Include a contractual requirement for processors to notify you of any intended sub-processor changes at least 30 days in advance, giving you time to assess the data protection implications and object if necessary.
6

Establish Joint Controller Arrangements

Where parties jointly determine the purposes and means of processing — which can occur in co-insurance arrangements, consortium underwriting, or joint venture operations — implement Article 26 joint controller arrangements. These must define each party respective responsibilities for data subject rights, privacy notice obligations, and the point of contact for data subjects.

7

Implement Technical Data Sharing Controls

Deploy technical measures to enforce your contractual arrangements. This includes secure data transfer mechanisms (encrypted file transfer, secure APIs, access-controlled portals), role-based access controls that limit each party to only the data they need, and comprehensive logging of all data access and transfers for audit purposes.

8

Monitor and Review Sharing Arrangements

Establish ongoing monitoring of your data sharing relationships. Conduct annual reviews of all data processing agreements, audit processor compliance with contractual obligations, verify that data flows remain within the scope of your agreements, and update arrangements when business relationships or processing activities change.

Include data sharing arrangement reviews as a standing agenda item in your quarterly compliance meetings with key commercial partners — this embeds compliance into the business relationship rather than treating it as a separate exercise.

Best Practices

Use Standardised Agreement Templates

Develop standardised data processing agreement and data sharing agreement templates for your most common relationship types. This ensures consistency, reduces negotiation time, and makes it easier to monitor compliance across multiple third-party relationships.

Conduct Due Diligence Before Sharing

Before entering into a new data sharing arrangement, conduct due diligence on the third party data protection practices. Review their privacy policies, security certifications, breach history, and ICO enforcement record. For high-risk sharing arrangements, conduct an on-site or virtual data protection assessment.

Maintain a Central Third-Party Register

Keep a central register of all third parties with whom you share personal data, documenting the controller-processor status, agreement type, review dates, and risk rating for each relationship. This register should be owned by your DPO or data protection lead and reviewed at least quarterly.

Plan for Relationship Termination

Every data sharing arrangement should have clear provisions for what happens to personal data when the relationship ends. Specify whether data must be returned, deleted, or both, define timescales for completion, and require written confirmation of deletion. Test these exit provisions before you need them.

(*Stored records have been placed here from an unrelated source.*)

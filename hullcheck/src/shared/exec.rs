use async_trait::async_trait;
use chrono::{DateTime, Utc};
use derive_builder::Builder;
use mockall::automock;
use std::collections::BTreeMap;
use std::ffi::OsString;
use std::path::{Path, PathBuf};
use std::process::Stdio;
use thiserror::Error;
use tracing::debug;
use which::which_in;

#[derive(Clone, Default, Builder, Debug)]
#[builder(setter(into))]
pub struct OutputCapture {
    #[builder(default)]
    pub working_dir: PathBuf,
    #[builder(default)]
    pub stdout: String,
    #[builder(default)]
    pub stderr: String,
    #[builder(default)]
    pub exit_code: Option<i32>,
    #[builder(default)]
    pub start_time: DateTime<Utc>,
    #[builder(default)]
    pub end_time: DateTime<Utc>,
    #[builder(default)]
    pub command: String,
}

impl OutputCapture {
    pub fn is_success(&self) -> bool {
        self.exit_code == Some(0)
    }
}

#[derive(Error, Debug)]
pub enum CaptureError {
    #[error("Unable to run command. {error:?}")]
    IoError {
        #[from]
        error: std::io::Error,
    },
    #[error("Binary {name} was not found or it was not executable.")]
    MissingBinary { name: String },
    #[error("Unable to parse UTF-8 output. {error:?}")]
    FromUtf8Error {
        #[from]
        error: std::string::FromUtf8Error,
    },
}

pub struct CaptureOpts<'a> {
    pub working_dir: &'a Path,
    pub env_vars: BTreeMap<String, String>,
    pub path: &'a str,
    pub args: &'a [String],
}

impl CaptureOpts<'_> {
    fn command(&self) -> String {
        self.args.join(" ")
    }
}

#[automock]
#[async_trait]
pub trait ExecutionProvider: Send + Sync {
    async fn run_command<'a>(&self, opts: CaptureOpts<'a>) -> Result<OutputCapture, CaptureError>;
}

#[derive(Default, Debug)]
pub struct DefaultExecutionProvider {}

#[async_trait]
impl ExecutionProvider for DefaultExecutionProvider {
    async fn run_command<'a>(&self, opts: CaptureOpts<'a>) -> Result<OutputCapture, CaptureError> {
        OutputCapture::capture_output(opts).await
    }
}

impl OutputCapture {
    pub async fn capture_output(opts: CaptureOpts<'_>) -> Result<Self, CaptureError> {
        let binary = check_pre_exec(&opts)?;
        let args = opts.args[1..].to_vec();

        debug!("Executing {} {:?}", binary.display(), args);

        let start_time = Utc::now();
        let output = tokio::process::Command::new(binary)
            .args(args)
            .env("PATH", opts.path)
            .envs(&opts.env_vars)
            .stdout(Stdio::piped())
            .stderr(Stdio::piped())
            .current_dir(opts.working_dir)
            .output()
            .await?;
        let end_time = Utc::now();

        Ok(Self {
            working_dir: opts.working_dir.to_path_buf(),
            stdout: String::from_utf8(output.stdout)?,
            stderr: String::from_utf8(output.stderr)?,
            exit_code: output.status.code(),
            start_time,
            end_time,
            command: opts.command(),
        })
    }
}

fn check_pre_exec(opts: &CaptureOpts) -> Result<PathBuf, CaptureError> {
    let binary = match opts.args.first() {
        None => {
            return Err(CaptureError::MissingBinary {
                name: opts.command(),
            });
        }
        Some(name) => name,
    };

    match which_in(binary, Some(OsString::from(opts.path)), opts.working_dir) {
        Ok(path) => Ok(path),
        Err(e) => {
            debug!("Unable to find binary {} because {:?}", binary, e);
            Err(CaptureError::MissingBinary {
                name: binary.to_string(),
            })
        }
    }
}

#[cfg(test)]
mod tests {
    use super::*;

    fn opts<'a>(args: &'a [String], path: &'a str) -> CaptureOpts<'a> {
        CaptureOpts {
            working_dir: Path::new("/tmp"),
            env_vars: BTreeMap::new(),
            path,
            args,
        }
    }

    #[tokio::test]
    async fn capture_records_stdout_and_exit_code() {
        let args = vec!["echo".to_string(), "hello".to_string()];
        let capture = OutputCapture::capture_output(opts(&args, "/bin:/usr/bin"))
            .await
            .unwrap();

        assert_eq!(Some(0), capture.exit_code);
        assert!(capture.is_success());
        assert_eq!("hello\n", capture.stdout);
        assert_eq!("echo hello", capture.command);
    }

    #[tokio::test]
    async fn missing_binary_is_reported_before_spawning() {
        let args = vec!["definitely-not-a-binary".to_string()];
        let result = OutputCapture::capture_output(opts(&args, "/bin:/usr/bin")).await;

        match result {
            Err(CaptureError::MissingBinary { name }) => {
                assert_eq!("definitely-not-a-binary", name)
            }
            other => panic!("expected MissingBinary, got {:?}", other),
        }
    }
}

Consider International Transfer Implications

If any data sharing involves transfers outside the UK — including to group companies, offshore service centres, or cloud providers with non-UK data centres — ensure you have appropriate transfer mechanisms in place such as UK adequacy decisions, International Data Transfer Agreements, or Binding Corporate Rules.

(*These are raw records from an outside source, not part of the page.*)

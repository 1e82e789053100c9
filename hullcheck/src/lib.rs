pub mod checks;
pub mod compose;
pub mod dockerfile;
pub mod engine;
pub mod shared;

pub mod prelude {
    pub use crate::checks::builtin_registry;
    pub use crate::compose::prelude::*;
    pub use crate::dockerfile::prelude::*;
    pub use crate::engine::prelude::*;
    pub use crate::shared::prelude::*;
}
use super::exec::{CaptureError, CaptureOpts, ExecutionProvider, OutputCapture};
use async_trait::async_trait;
use educe::Educe;
use mockall::automock;
use serde::Deserialize;
use std::collections::BTreeMap;
use std::path::PathBuf;
use std::sync::Arc;
use std::time::Duration;
use thiserror::Error;
use tracing::debug;

pub const DEFAULT_QUERY_TIMEOUT: Duration = Duration::from_secs(10);

#[derive(Error, Debug)]
pub enum DockerError {
    #[error("Docker daemon was not reachable.")]
    Unavailable,
    #[error("`{command}` exited with code {exit_code}. {stderr}")]
    CommandFailed {
        command: String,
        exit_code: i32,
        stderr: String,
    },
    #[error("Docker query did not complete within {}s.", timeout.as_secs())]
    TimedOut { timeout: Duration },
    #[error("Unable to parse docker output. {error:?}")]
    MalformedOutput {
        #[from]
        error: serde_json::Error,
    },
    #[error(transparent)]
    CaptureError(#[from] CaptureError),
}

/// One running (or stopped) container, as reported by `docker ps`.
#[derive(Debug, Clone, PartialEq, Deserialize)]
pub struct ContainerSummary {
    #[serde(rename = "ID")]
    pub id: String,
    #[serde(rename = "Names")]
    pub name: String,
    #[serde(rename = "Image")]
    pub image: String,
    #[serde(rename = "State")]
    pub state: String,
    #[serde(rename = "Status", default)]
    pub status: String,
    #[serde(rename = "Ports", default)]
    pub ports: String,
}

#[derive(Debug, Clone, PartialEq, Deserialize)]
pub struct ImageSummary {
    #[serde(rename = "Repository")]
    pub repository: String,
    #[serde(rename = "Tag")]
    pub tag: String,
    #[serde(rename = "ID")]
    pub id: String,
    #[serde(rename = "Size", default)]
    pub size: String,
}

impl ImageSummary {
    pub fn is_dangling(&self) -> bool {
        self.repository == "<none>" || self.tag == "<none>"
    }
}

/// One row of `docker system df`: images, containers, local volumes, or build cache.
#[derive(Debug, Clone, PartialEq, Deserialize)]
pub struct DiskUsageEntry {
    #[serde(rename = "Type")]
    pub kind: String,
    #[serde(rename = "TotalCount", default)]
    pub total_count: String,
    #[serde(rename = "Size", default)]
    pub size: String,
    #[serde(rename = "Reclaimable", default)]
    pub reclaimable: String,
}

impl DiskUsageEntry {
    /// Best-effort conversion of docker's human readable size ("1.2GB") to bytes.
    pub fn size_bytes(&self) -> Option<u64> {
        parse_human_size(&self.size)
    }
}

fn parse_human_size(size: &str) -> Option<u64> {
    let size = size.trim();
    let split = size.find(|c: char| c.is_ascii_alphabetic())?;
    let (value, unit) = size.split_at(split);
    let value: f64 = value.trim().parse().ok()?;
    let multiplier: f64 = match unit.trim().to_ascii_uppercase().as_str() {
        "B" => 1.0,
        "KB" => 1e3,
        "MB" => 1e6,
        "GB" => 1e9,
        "TB" => 1e12,
        _ => return None,
    };
    Some((value * multiplier) as u64)
}

/// Boundary to the Docker runtime. Every query can fail when the daemon is
/// unreachable; checks are expected to treat a failure as "no findings".
#[automock]
#[async_trait]
pub trait DockerRuntime: Send + Sync {
    /// Bounded-time daemon reachability probe.
    async fn ping(&self) -> Result<(), DockerError>;
    async fn containers(&self, all: bool) -> Result<Vec<ContainerSummary>, DockerError>;
    async fn images(&self) -> Result<Vec<ImageSummary>, DockerError>;
    async fn disk_usage(&self) -> Result<Vec<DiskUsageEntry>, DockerError>;
    async fn logs(&self, container: &str, tail: usize) -> Result<String, DockerError>;
    /// Escape hatch for checks that need exact tool output.
    async fn raw(&self, args: &[String]) -> Result<OutputCapture, DockerError>;
}

#[derive(Educe)]
#[educe(Debug)]
pub struct DefaultDockerRuntime {
    #[educe(Debug(ignore))]
    exec: Arc<dyn ExecutionProvider>,
    working_dir: PathBuf,
    path: String,
    timeout: Duration,
}

impl DefaultDockerRuntime {
    pub fn new(exec: Arc<dyn ExecutionProvider>, working_dir: PathBuf) -> Self {
        let path = std::env::var("PATH").unwrap_or_default();
        Self {
            exec,
            working_dir,
            path,
            timeout: DEFAULT_QUERY_TIMEOUT,
        }
    }

    pub fn with_timeout(mut self, timeout: Duration) -> Self {
        self.timeout = timeout;
        self
    }

    async fn run_docker(&self, args: &[&str]) -> Result<OutputCapture, DockerError> {
        let mut full_args = vec!["docker".to_string()];
        full_args.extend(args.iter().map(|x| x.to_string()));

        let capture = tokio::time::timeout(
            self.timeout,
            self.exec.run_command(CaptureOpts {
                working_dir: &self.working_dir,
                env_vars: BTreeMap::new(),
                path: &self.path,
                args: &full_args,
            }),
        )
        .await
        .map_err(|_| DockerError::TimedOut {
            timeout: self.timeout,
        })?;

        let capture = match capture {
            Ok(capture) => capture,
            Err(CaptureError::MissingBinary { name }) => {
                debug!("Docker binary missing: {}", name);
                return Err(DockerError::Unavailable);
            }
            Err(e) => return Err(e.into()),
        };

        match capture.exit_code {
            Some(0) => Ok(capture),
            exit_code => Err(DockerError::CommandFailed {
                command: capture.command.clone(),
                exit_code: exit_code.unwrap_or(-1),
                stderr: capture.stderr.trim().to_string(),
            }),
        }
    }
}

#[async_trait]
impl DockerRuntime for DefaultDockerRuntime {
    async fn ping(&self) -> Result<(), DockerError> {
        self.run_docker(&["info", "--format", "{{.ServerVersion}}"])
            .await
            .map(|_| ())
    }

    async fn containers(&self, all: bool) -> Result<Vec<ContainerSummary>, DockerError> {
        let mut args = vec!["ps", "--no-trunc", "--format", "{{json .}}"];
        if all {
            args.push("--all");
        }
        let capture = self.run_docker(&args).await?;
        parse_json_lines(&capture.stdout)
    }

    async fn images(&self) -> Result<Vec<ImageSummary>, DockerError> {
        let capture = self
            .run_docker(&["images", "--format", "{{json .}}"])
            .await?;
        parse_json_lines(&capture.stdout)
    }

    async fn disk_usage(&self) -> Result<Vec<DiskUsageEntry>, DockerError> {
        let capture = self
            .run_docker(&["system", "df", "--format", "{{json .}}"])
            .await?;
        parse_json_lines(&capture.stdout)
    }

    async fn logs(&self, container: &str, tail: usize) -> Result<String, DockerError> {
        let tail = tail.to_string();
        let capture = self
            .run_docker(&["logs", "--tail", &tail, container])
            .await?;
        // docker writes container output to both streams, keep both
        Ok(format!("{}{}", capture.stdout, capture.stderr))
    }

    async fn raw(&self, args: &[String]) -> Result<OutputCapture, DockerError> {
        let args: Vec<&str> = args.iter().map(|x| x.as_str()).collect();
        self.run_docker(&args).await
    }
}

fn parse_json_lines<T>(stdout: &str) -> Result<Vec<T>, DockerError>
where
    T: for<'de> Deserialize<'de>,
{
    let mut parsed = Vec::new();
    for line in stdout.lines() {
        let line = line.trim();
        if line.is_empty() {
            continue;
        }
        parsed.push(serde_json::from_str(line)?);
    }
    Ok(parsed)
}

#[cfg(test)]
mod tests {
    use super::*;
    use crate::shared::prelude::{MockExecutionProvider, OutputCaptureBuilder};

    fn runtime_with_output(stdout: &'static str, exit_code: i32) -> DefaultDockerRuntime {
        let mut exec = MockExecutionProvider::new();
        exec.expect_run_command().returning(move |opts| {
            Ok(OutputCaptureBuilder::default()
                .command(opts.args.join(" "))
                .stdout(stdout)
                .exit_code(Some(exit_code))
                .build()
                .unwrap())
        });
        DefaultDockerRuntime::new(Arc::new(exec), PathBuf::from("/tmp"))
    }

    #[tokio::test]
    async fn containers_are_parsed_from_json_lines() {
        let runtime = runtime_with_output(
            r#"{"ID":"abc123","Names":"web","Image":"nginx:1.27","State":"running","Status":"Up 2 hours","Ports":"0.0.0.0:8080->80/tcp"}
{"ID":"def456","Names":"db","Image":"postgres:16","State":"exited","Status":"Exited (0) 3 days ago","Ports":""}"#,
            0,
        );

        let containers = runtime.containers(true).await.unwrap();
        assert_eq!(2, containers.len());
        assert_eq!("web", containers[0].name);
        assert_eq!("exited", containers[1].state);
    }

    #[tokio::test]
    async fn images_flag_dangling_entries() {
        let runtime = runtime_with_output(
            r#"{"Repository":"<none>","Tag":"<none>","ID":"sha1","Size":"120MB"}
{"Repository":"nginx","Tag":"1.27","ID":"sha2","Size":"190MB"}"#,
            0,
        );

        let images = runtime.images().await.unwrap();
        assert!(images[0].is_dangling());
        assert!(!images[1].is_dangling());
    }

    #[tokio::test]
    async fn logs_merge_stdout_and_stderr_in_order() {
        let mut exec = MockExecutionProvider::new();
        exec.expect_run_command().returning(|opts| {
            assert_eq!(
                vec!["docker", "logs", "--tail", "50", "web"],
                opts.args.iter().map(|a| a.as_str()).collect::<Vec<_>>()
            );
            Ok(OutputCaptureBuilder::default()
                .command(opts.args.join(" "))
                .stdout("app listening on :80\n")
                .stderr("deprecation warning\n")
                .exit_code(Some(0))
                .build()
                .unwrap())
        });
        let runtime = DefaultDockerRuntime::new(Arc::new(exec), PathBuf::from("/tmp"));

        let logs = runtime.logs("web", 50).await.unwrap();
        assert_eq!("app listening on :80\ndeprecation warning\n", logs);
    }

    #[tokio::test]
    async fn raw_prefixes_the_docker_binary() {
        let runtime = runtime_with_output("27.3.1\n", 0);

        let args = vec!["version".to_string(), "--format".to_string(), "{{.Server.Version}}".to_string()];
        let capture = runtime.raw(&args).await.unwrap();

        assert!(capture.is_success());
        assert_eq!("docker version --format {{.Server.Version}}", capture.command);
        assert_eq!("27.3.1\n", capture.stdout);
    }

    #[tokio::test]
    async fn non_zero_exit_surfaces_as_command_failed() {
        let runtime = runtime_with_output("", 1);

        match runtime.ping().await {
            Err(DockerError::CommandFailed { exit_code, .. }) => assert_eq!(1, exit_code),
            other => panic!("expected CommandFailed, got {:?}", other),
        }
    }

    #[tokio::test]
    async fn missing_docker_binary_maps_to_unavailable() {
        let mut exec = MockExecutionProvider::new();
        exec.expect_run_command().returning(|_| {
            Err(CaptureError::MissingBinary {
                name: "docker".to_string(),
            })
        });
        let runtime = DefaultDockerRuntime::new(Arc::new(exec), PathBuf::from("/tmp"));

        assert!(matches!(
            runtime.ping().await,
            Err(DockerError::Unavailable)
        ));
    }

    #[test]
    fn human_sizes_convert_to_bytes() {
        assert_eq!(Some(0), parse_human_size("0B"));
        assert_eq!(Some(1_500), parse_human_size("1.5kB"));
        assert_eq!(Some(120_000_000), parse_human_size("120MB"));
        assert_eq!(Some(2_300_000_000), parse_human_size("2.3GB"));
        assert_eq!(None, parse_human_size("garbage"));
    }
}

Involve Legal Early in Commercial Negotiations

Data protection terms should be negotiated alongside commercial terms, not bolted on afterwards. Involve your legal and data protection teams early in commercial negotiations so that data sharing requirements are built into the relationship from the outset.

Implementation Checklist

Complete data flow map covering all third-party relationships

Every data sharing arrangement documented with data types, purposes, and transfer mechanisms.

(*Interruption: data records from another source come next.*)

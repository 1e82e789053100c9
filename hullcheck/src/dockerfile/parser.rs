use super::model::{DockerfileModel, Instruction, Stage};
use std::path::Path;

/// Parse Dockerfile text into a model. This never fails: malformed input,
/// a missing `FROM`, or an empty file all produce a valid (possibly
/// zero-stage) model. Deep validation belongs to the checks.
pub fn parse(path: &Path, text: &str) -> DockerfileModel {
    let mut pre_stage = Vec::new();
    let mut stages: Vec<Stage> = Vec::new();

    for instruction in logical_lines(text).into_iter().map(to_instruction) {
        if instruction.is("FROM") {
            stages.push(Stage {
                index: stages.len(),
                instructions: vec![instruction],
            });
        } else {
            match stages.last_mut() {
                Some(stage) => stage.instructions.push(instruction),
                None => pre_stage.push(instruction),
            }
        }
    }

    DockerfileModel {
        path: path.to_path_buf(),
        pre_stage,
        stages,
    }
}

struct LogicalLine {
    lineno: usize,
    raw: String,
}

/// Join physical lines into logical ones: comment lines are dropped, a line
/// ending in an unescaped `\` continues on the next physical line.
fn logical_lines(text: &str) -> Vec<LogicalLine> {
    let mut lines = Vec::new();
    let mut current: Option<LogicalLine> = None;

    for (idx, line) in text.lines().enumerate() {
        let trimmed = line.trim();

        if trimmed.starts_with('#') {
            continue;
        }
        if trimmed.is_empty() && current.is_none() {
            continue;
        }

        match current.as_mut() {
            None => {
                let open = has_open_continuation(trimmed);
                let logical = LogicalLine {
                    lineno: idx + 1,
                    raw: line.to_string(),
                };
                if open {
                    current = Some(logical);
                } else {
                    lines.push(logical);
                }
            }
            Some(logical) => {
                logical.raw.push('\n');
                logical.raw.push_str(line);
                if !trimmed.is_empty() && !has_open_continuation(trimmed) {
                    lines.push(current.take().unwrap());
                }
            }
        }
    }

    // trailing continuation with no next line still counts
    if let Some(logical) = current.take() {
        lines.push(logical);
    }

    lines
}

fn has_open_continuation(trimmed: &str) -> bool {
    let trailing_backslashes = trimmed.chars().rev().take_while(|c| *c == '\\').count();
    trailing_backslashes % 2 == 1
}

fn to_instruction(line: LogicalLine) -> Instruction {
    let flat = flatten(&line.raw);
    let trimmed = flat.trim();

    let (name, args) = match trimmed.split_once(char::is_whitespace) {
        Some((name, args)) => (name, args.trim()),
        None => (trimmed, ""),
    };

    Instruction {
        name: name.to_uppercase(),
        args: args.to_string(),
        raw: line.raw,
        lineno: line.lineno,
    }
}

/// Collapse a joined logical line into a single line by replacing each
/// continuation marker and line break with one space.
fn flatten(raw: &str) -> String {
    raw.lines()
        .map(|line| {
            let trimmed = line.trim();
            if has_open_continuation(trimmed) {
                trimmed[..trimmed.len() - 1].trim_end()
            } else {
                trimmed
            }
        })
        .filter(|segment| !segment.is_empty())
        .collect::<Vec<_>>()
        .join(" ")
}

#[cfg(test)]
mod tests {
    use super::*;
    use std::path::PathBuf;

    fn parse_text(text: &str) -> DockerfileModel {
        parse(&PathBuf::from("Dockerfile"), text)
    }

    #[test]
    fn empty_input_yields_zero_stage_model() {
        let model = parse_text("");
        assert!(model.stages.is_empty());
        assert!(model.pre_stage.is_empty());
        assert_eq!(0, model.all_instructions().count());
    }

    #[test]
    fn malformed_input_still_parses() {
        let model = parse_text("!!! not a dockerfile\n\x07garbage");
        assert_eq!(2, model.pre_stage.len());
        assert!(model.stages.is_empty());
    }

    #[test]
    fn comments_and_blank_lines_are_dropped() {
        let model = parse_text("# syntax=docker/dockerfile:1\n\nFROM alpine:3.20\n# comment\nRUN true\n");
        assert_eq!(1, model.stages.len());
        assert_eq!(2, model.stages[0].instructions.len());
    }

    #[test]
    fn name_is_uppercased_and_args_kept_verbatim() {
        let model = parse_text("from alpine:3.20 AS build\nrun echo 'Hello  World'\n");
        let instructions: Vec<_> = model.all_instructions().collect();
        assert_eq!("FROM", instructions[0].name);
        assert_eq!("alpine:3.20 AS build", instructions[0].args);
        assert_eq!("RUN", instructions[1].name);
        assert_eq!("echo 'Hello  World'", instructions[1].args);
    }

    #[test]
    fn continuation_collapses_to_one_instruction_with_first_lineno() {
        let text = "FROM debian:12\nRUN apt-get update && \\\n    apt-get install -y curl \\\n    jq\n";
        let model = parse_text(text);

        let run = &model.stages[0].instructions[1];
        assert_eq!("RUN", run.name);
        assert_eq!(2, run.lineno);
        assert_eq!("apt-get update && apt-get install -y curl jq", run.args);
        assert!(run.raw.contains('\\'));
    }

    #[test]
    fn escaped_backslash_does_not_continue() {
        let model = parse_text("RUN echo foo\\\\\nRUN echo bar\n");
        assert_eq!(2, model.pre_stage.len());
    }

    #[test]
    fn two_from_lines_yield_two_stages() {
        let text = "FROM rust:1.82 AS build\nRUN cargo build --release\nFROM debian:12\nCOPY --from=build /app /app\n";
        let model = parse_text(text);

        assert_eq!(2, model.stages.len());
        assert_eq!(
            vec!["FROM", "RUN"],
            model.stages[0]
                .instructions
                .iter()
                .map(|i| i.name.as_str())
                .collect::<Vec<_>>()
        );
        assert_eq!(
            vec!["FROM", "COPY"],
            model.stages[1]
                .instructions
                .iter()
                .map(|i| i.name.as_str())
                .collect::<Vec<_>>()
        );
        assert_eq!("rust:1.82 AS build", model.stages[0].base_image().unwrap().args);
    }

    #[test]
    fn pre_from_instructions_live_in_the_sentinel_bucket() {
        let model = parse_text("ARG BASE=alpine:3.20\nFROM ${BASE}\nRUN true\n");

        assert_eq!(1, model.pre_stage.len());
        assert_eq!("ARG", model.pre_stage[0].name);
        assert_eq!(1, model.stages.len());
        assert_eq!(2, model.stages[0].instructions.len());
    }

    #[test]
    fn all_instructions_equals_sum_of_buckets() {
        let text = "ARG VERSION=1\nFROM a AS build\nRUN one\nFROM b\nRUN two\nCMD [\"x\"]\n";
        let model = parse_text(text);

        let bucket_total: usize = model.pre_stage.len()
            + model
                .stages
                .iter()
                .map(|s| s.instructions.len())
                .sum::<usize>();
        assert_eq!(bucket_total, model.all_instructions().count());
        assert_eq!(6, bucket_total);
    }

    #[test]
    fn trailing_open_continuation_is_kept() {
        let model = parse_text("RUN echo unfinished \\");
        assert_eq!(1, model.pre_stage.len());
        assert_eq!("echo unfinished", model.pre_stage[0].args);
    }
}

Controller-processor status determined for each relationship

Factual assessment of status completed and documented, not just contractual labels.

Article 28 DPAs executed with all processors

Compliant data processing agreements in place covering all mandatory Article 28 provisions.

Controller-to-controller data sharing agreements in place

Agreements documenting lawful basis, purposes, responsibilities, and security requirements.

Sub-processor register maintained and approval process operational

All sub-processors documented with prior written authorisation and back-to-back agreements.

Technical data sharing controls deployed

Encrypted transfers, access controls, and comprehensive transfer logging in place.

Annual review schedule established for all agreements

Calendar of review dates with named owners for each third-party relationship.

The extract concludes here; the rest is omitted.